What needs to be done:
Search the records for the string "Deserialize" and copy every line in which it appears.

Provided information:

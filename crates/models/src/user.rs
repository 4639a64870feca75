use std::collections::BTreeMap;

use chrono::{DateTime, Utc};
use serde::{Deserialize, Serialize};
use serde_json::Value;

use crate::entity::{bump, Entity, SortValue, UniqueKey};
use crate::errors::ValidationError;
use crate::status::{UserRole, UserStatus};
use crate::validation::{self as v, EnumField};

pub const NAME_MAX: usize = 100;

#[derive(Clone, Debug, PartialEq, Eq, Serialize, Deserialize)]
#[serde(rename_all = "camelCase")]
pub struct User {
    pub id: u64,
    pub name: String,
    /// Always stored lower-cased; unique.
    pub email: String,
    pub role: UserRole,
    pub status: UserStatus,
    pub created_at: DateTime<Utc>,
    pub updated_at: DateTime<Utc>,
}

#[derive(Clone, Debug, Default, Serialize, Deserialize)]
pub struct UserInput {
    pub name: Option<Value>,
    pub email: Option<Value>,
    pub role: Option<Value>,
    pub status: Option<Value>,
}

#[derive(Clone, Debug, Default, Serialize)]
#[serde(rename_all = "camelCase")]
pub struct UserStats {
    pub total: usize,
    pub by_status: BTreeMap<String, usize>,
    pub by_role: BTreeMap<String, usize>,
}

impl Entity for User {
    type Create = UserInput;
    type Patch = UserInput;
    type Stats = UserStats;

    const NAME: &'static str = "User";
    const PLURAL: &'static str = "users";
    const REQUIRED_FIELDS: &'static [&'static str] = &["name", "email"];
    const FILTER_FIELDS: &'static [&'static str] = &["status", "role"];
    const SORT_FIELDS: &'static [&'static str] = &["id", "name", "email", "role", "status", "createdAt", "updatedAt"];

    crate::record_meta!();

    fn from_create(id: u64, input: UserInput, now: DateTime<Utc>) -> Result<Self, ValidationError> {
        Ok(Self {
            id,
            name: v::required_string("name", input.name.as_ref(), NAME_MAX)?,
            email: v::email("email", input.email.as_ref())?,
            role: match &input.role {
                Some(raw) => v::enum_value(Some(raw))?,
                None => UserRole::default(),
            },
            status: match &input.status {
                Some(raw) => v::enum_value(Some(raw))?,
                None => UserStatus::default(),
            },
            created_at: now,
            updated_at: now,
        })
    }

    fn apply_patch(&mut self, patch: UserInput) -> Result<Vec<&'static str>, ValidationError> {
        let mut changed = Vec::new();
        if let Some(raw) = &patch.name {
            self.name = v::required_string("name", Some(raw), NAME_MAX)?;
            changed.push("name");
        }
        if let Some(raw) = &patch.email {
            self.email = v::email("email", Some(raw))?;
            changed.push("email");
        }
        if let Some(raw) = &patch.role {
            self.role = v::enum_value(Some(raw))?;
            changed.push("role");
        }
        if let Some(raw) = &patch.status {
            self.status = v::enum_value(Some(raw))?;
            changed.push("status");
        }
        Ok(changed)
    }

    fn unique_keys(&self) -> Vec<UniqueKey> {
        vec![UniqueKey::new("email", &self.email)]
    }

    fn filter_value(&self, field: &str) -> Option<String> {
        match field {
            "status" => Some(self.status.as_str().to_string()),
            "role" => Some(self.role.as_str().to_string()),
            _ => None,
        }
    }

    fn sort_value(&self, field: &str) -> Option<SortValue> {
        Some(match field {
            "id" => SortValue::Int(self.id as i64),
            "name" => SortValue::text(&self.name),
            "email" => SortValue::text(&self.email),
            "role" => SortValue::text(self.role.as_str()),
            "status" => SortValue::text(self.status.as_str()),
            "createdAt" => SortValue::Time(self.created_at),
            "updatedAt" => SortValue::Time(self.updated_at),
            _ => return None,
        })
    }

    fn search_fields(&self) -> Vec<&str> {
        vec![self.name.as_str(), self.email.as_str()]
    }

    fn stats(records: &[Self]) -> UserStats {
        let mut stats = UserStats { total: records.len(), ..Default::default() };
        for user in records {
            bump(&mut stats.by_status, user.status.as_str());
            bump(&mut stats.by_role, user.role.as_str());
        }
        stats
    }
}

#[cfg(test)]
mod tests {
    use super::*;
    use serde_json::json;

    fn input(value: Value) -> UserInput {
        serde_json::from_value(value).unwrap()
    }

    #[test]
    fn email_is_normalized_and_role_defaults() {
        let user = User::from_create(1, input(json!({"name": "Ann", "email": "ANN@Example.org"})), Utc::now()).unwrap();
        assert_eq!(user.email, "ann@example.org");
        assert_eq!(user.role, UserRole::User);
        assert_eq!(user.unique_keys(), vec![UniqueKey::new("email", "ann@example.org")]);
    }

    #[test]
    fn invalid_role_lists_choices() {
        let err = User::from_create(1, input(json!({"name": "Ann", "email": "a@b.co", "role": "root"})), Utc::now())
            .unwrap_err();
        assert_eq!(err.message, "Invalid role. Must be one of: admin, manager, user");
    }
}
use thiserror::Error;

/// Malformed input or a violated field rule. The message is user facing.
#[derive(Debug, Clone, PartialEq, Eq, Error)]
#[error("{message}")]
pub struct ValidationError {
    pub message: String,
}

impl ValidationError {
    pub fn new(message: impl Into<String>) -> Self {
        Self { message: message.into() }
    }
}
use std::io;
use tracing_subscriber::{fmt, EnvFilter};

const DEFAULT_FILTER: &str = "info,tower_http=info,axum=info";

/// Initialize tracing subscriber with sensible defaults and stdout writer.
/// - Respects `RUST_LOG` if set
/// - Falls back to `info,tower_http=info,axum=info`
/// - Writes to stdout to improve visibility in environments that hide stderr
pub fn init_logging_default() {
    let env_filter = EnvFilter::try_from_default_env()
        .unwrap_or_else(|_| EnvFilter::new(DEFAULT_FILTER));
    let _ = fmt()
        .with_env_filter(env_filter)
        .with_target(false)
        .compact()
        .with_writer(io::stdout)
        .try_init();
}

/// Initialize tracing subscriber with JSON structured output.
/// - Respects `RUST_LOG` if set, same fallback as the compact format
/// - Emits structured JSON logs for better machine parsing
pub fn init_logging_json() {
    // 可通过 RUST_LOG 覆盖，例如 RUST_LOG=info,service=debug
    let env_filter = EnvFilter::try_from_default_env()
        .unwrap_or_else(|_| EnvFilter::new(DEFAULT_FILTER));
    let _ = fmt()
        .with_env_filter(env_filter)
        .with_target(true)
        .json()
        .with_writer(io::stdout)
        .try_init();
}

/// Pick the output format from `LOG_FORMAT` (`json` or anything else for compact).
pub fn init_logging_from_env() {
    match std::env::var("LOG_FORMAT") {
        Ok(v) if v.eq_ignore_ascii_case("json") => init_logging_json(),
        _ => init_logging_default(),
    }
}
* * *
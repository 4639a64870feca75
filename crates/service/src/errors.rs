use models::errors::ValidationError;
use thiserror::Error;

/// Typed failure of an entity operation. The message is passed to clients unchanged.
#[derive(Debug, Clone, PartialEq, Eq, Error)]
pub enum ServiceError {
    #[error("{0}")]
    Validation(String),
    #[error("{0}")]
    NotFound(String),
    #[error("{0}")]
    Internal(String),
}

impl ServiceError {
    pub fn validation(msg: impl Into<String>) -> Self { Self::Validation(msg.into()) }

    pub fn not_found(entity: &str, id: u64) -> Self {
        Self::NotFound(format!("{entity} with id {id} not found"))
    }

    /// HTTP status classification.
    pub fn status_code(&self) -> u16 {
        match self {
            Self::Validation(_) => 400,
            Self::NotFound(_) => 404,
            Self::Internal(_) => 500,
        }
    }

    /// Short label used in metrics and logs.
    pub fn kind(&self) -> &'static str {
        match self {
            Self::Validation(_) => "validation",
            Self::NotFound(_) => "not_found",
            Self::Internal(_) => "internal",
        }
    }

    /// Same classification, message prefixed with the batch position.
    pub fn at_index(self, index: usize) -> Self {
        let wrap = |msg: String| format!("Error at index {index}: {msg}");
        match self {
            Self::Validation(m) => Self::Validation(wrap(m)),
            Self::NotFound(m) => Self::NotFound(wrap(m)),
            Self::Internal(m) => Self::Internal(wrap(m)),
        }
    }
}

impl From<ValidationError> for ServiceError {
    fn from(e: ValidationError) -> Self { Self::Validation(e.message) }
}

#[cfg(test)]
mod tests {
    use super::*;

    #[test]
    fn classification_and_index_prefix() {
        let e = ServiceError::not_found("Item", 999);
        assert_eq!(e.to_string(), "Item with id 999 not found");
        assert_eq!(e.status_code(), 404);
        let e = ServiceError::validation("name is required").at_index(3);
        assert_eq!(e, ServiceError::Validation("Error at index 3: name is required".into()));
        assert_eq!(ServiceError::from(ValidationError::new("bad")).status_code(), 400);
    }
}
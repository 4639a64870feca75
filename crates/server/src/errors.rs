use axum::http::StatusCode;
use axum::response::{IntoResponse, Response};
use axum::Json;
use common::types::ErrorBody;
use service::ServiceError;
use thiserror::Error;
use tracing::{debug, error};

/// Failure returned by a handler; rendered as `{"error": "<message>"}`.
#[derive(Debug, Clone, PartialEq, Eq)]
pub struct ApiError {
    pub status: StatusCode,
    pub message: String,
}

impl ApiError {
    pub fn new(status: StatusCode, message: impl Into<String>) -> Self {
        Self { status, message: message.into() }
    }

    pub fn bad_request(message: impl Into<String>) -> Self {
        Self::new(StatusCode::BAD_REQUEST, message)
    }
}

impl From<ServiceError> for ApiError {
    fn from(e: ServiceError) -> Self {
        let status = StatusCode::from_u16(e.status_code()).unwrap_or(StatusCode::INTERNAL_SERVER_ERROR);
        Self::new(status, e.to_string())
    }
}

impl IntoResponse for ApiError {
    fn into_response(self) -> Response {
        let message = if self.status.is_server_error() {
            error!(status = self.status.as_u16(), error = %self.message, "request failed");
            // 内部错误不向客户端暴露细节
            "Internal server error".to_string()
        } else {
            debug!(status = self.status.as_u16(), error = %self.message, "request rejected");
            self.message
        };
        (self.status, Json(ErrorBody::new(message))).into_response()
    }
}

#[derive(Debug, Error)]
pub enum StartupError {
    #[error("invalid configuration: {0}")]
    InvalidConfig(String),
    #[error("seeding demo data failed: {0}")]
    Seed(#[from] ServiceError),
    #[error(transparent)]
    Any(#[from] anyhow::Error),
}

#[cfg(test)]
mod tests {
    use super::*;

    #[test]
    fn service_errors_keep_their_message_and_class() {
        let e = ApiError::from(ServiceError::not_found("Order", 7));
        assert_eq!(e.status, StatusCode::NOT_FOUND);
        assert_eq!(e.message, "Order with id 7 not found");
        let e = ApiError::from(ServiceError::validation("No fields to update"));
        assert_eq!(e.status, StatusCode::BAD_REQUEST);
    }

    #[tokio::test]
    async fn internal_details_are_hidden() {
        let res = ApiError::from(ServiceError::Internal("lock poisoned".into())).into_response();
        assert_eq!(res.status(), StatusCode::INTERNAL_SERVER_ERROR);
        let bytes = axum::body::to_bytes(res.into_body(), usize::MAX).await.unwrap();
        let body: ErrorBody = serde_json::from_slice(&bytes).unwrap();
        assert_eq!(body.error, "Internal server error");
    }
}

Response:
use serde::{Deserialize, Serialize};
#[derive(Clone, Debug, PartialEq, Eq, Serialize, Deserialize)]
#[derive(Clone, Debug, Default, Serialize, Deserialize)]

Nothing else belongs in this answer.